Chuck Bednar for redOrbit.com – @BednarChuck
Researchers from the Swiss Federal Institute of Technology (EPFL) are drawing inspiration from an iconic video game character from the 1980s for an ongoing research project designed to tidy up the increasing amount of space junk floating in orbit around the Earth.
According to NBC News, the EPFL’s CleanSpace One project has been searching for a method to safely monitor, collect, and dispose of dead satellites not be re-entering the planet’s atmosphere in the foreseeable future, as well as other debris in low-Earth orbit.
On Monday, they opted to use what is being referred to as the “Pac-Man” technique: a spacecraft will be outfitted with a large cone-shaped net that will close once it consumes a satellite, similar to the way the old arcade game character gobbled up dots.

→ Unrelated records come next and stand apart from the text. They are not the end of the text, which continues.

//! Study-material pipeline
//!
//! Runs the four extractors over one corpus and assembles the bundle.
//! The extractors share nothing, so they can also run as concurrent
//! blocking tasks that are joined before assembly.

use std::sync::Arc;

use scholar_core::{Result, ScholarError, StudyConfig, StudyMaterial};

use crate::{Extractor, FlashcardGenerator, KeyPointExtractor, QuizGenerator, TimelineExtractor};

/// Runs every extractor and assembles a [`StudyMaterial`]
#[derive(Debug, Clone, Copy, Default)]
pub struct StudyPipeline {
    key_points: KeyPointExtractor,
    timeline: TimelineExtractor,
    flashcards: FlashcardGenerator,
    quiz: QuizGenerator,
}

impl StudyPipeline {
    /// Pipeline with an entropy-seeded quiz
    pub fn new() -> Self {
        Self::default()
    }

    /// Pipeline configured from the study settings
    pub fn from_config(config: &StudyConfig) -> Self {
        Self::new().with_quiz_seed(config.quiz_seed)
    }

    /// Fix (or clear) the quiz seed
    pub fn with_quiz_seed(mut self, seed: Option<u64>) -> Self {
        self.quiz = self.quiz.with_seed(seed);
        self
    }

    /// Run the extractors one after another
    pub fn generate(&self, title: &str, corpus: &str) -> StudyMaterial {
        let span = tracing::info_span!("generate", title, chars = corpus.len());
        let _guard = span.enter();

        let mut material = StudyMaterial::new(title);
        material.key_points = self.key_points.extract(corpus);
        material.flashcards = self.flashcards.extract(corpus);
        material.quiz = self.quiz.extract(corpus);
        material.timeline = self.timeline.extract(corpus);

        log_summary(&material);
        material
    }

    /// Run the extractors as concurrent blocking tasks and join all four
    pub async fn generate_concurrent(
        &self,
        title: &str,
        corpus: impl Into<Arc<str>>,
    ) -> Result<StudyMaterial> {
        let corpus: Arc<str> = corpus.into();
        tracing::debug!(title, chars = corpus.len(), "spawning extractor tasks");

        let key_points = spawn_extractor(self.key_points, Arc::clone(&corpus));
        let flashcards = spawn_extractor(self.flashcards, Arc::clone(&corpus));
        let quiz = spawn_extractor(self.quiz, Arc::clone(&corpus));
        let timeline = spawn_extractor(self.timeline, corpus);

        let (key_points, flashcards, quiz, timeline) =
            tokio::try_join!(key_points, flashcards, quiz, timeline)
                .map_err(|e| ScholarError::TaskError(e.to_string()))?;

        let mut material = StudyMaterial::new(title);
        material.key_points = key_points;
        material.flashcards = flashcards;
        material.quiz = quiz;
        material.timeline = timeline;

        log_summary(&material);
        Ok(material)
    }
}

fn spawn_extractor<E>(extractor: E, corpus: Arc<str>) -> tokio::task::JoinHandle<Vec<E::Output>>
where
    E: Extractor + 'static,
    E::Output: Send + 'static,
{
    tokio::task::spawn_blocking(move || extractor.extract(&corpus))
}

fn log_summary(material: &StudyMaterial) {
    tracing::info!(
        key_points = material.key_points.len(),
        flashcards = material.flashcards.len(),
        quiz = material.quiz.len(),
        timeline = material.timeline.len(),
        "study material generated"
    );
}

#[cfg(test)]
mod tests {
    use super::*;

    const TEXT: &str = "Napoleon was born in 1769 on the island of Corsica. \
        He became Emperor of France in 1804 after years of war. \
        His army was defeated at Waterloo in 1815 by Wellington and the Prussians.";

    #[test]
    fn test_generate_fills_bundle() {
        let material = StudyPipeline::new().with_quiz_seed(Some(1)).generate("Napoleon", TEXT);

        assert_eq!(material.title, "Napoleon");
        assert_eq!(material.key_points.len(), 3);
        assert_eq!(material.timeline.len(), 3);
        assert!(!material.flashcards.is_empty());
    }

    #[test]
    fn test_from_config_uses_seed() {
        let config = StudyConfig {
            quiz_seed: Some(9),
            ..Default::default()
        };
        let a = StudyPipeline::from_config(&config).generate("t", TEXT);
        let b = StudyPipeline::from_config(&config).generate("t", TEXT);
        assert_eq!(a.quiz, b.quiz);
    }

    #[tokio::test]
    async fn test_concurrent_matches_sequential() {
        let pipeline = StudyPipeline::new().with_quiz_seed(Some(5));

        let sequential = pipeline.generate("Napoleon", TEXT);
        let concurrent = pipeline.generate_concurrent("Napoleon", TEXT).await.unwrap();

        assert_eq!(sequential.key_points, concurrent.key_points);
        assert_eq!(sequential.timeline, concurrent.timeline);
        assert_eq!(sequential.flashcards, concurrent.flashcards);
        assert_eq!(sequential.quiz, concurrent.quiz);
    }

    #[tokio::test]
    async fn test_concurrent_empty_input() {
        let material = StudyPipeline::new()
            .generate_concurrent("Empty", String::new())
            .await
            .unwrap();
        assert!(material.is_empty());
    }
}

The clean-up satellite will be tested by capturing the SwissCube satellite, a small probe that no longer functions. CleanSpace One will be trapping the satellite, and once it is secure, the satellites will combust together in the atmosphere. The satellite could launch as early as 2018, NBC added.
Complex calculations required for a successful maneuver
Engineers from the Center for Space Engineering and Signal Processing 5 Laboratory (LTS 5) and their colleagues have spent three years working on the “Pac-Man” satellite as an effort to not only capture SwissCube, but other pieces of space debris as well, including projectiles travelling at speeds of up to 7 km per second, posing a threat to functional satellites.
It’s a difficult mission, according to EPFL officials. Christophe Paccolat, a doctoral student working at LTS5, said SwissCube “is not only a 10cm by 10cm object that’s tough to grasp, but it also has darker and lighter parts that reflect sunlight differently,” that can “perturb the visual approach system and thus also the estimates of its speed and distance.”
Likewise, project leader Muriel Richard-Noca said the mission is delicate, and that it takes just “one error in the calculation of the approach for SwissCube to bounce off CleanSpace One and rocket out into space.” To prevent that from happening, the researchers have constantly been testing the visual approach algorithms that will be used by the cleanup satellite, accounting for a variety of factors such as the CubeSat’s speed and the Sun’s angle of illumination.
Michel Lauria, an industrial technology professor whose students were involved in the project, said the Pac-Man method of capture was selected because it is “more reliable and offers a larger margin for maneuvering than a claw or an articulated hand.”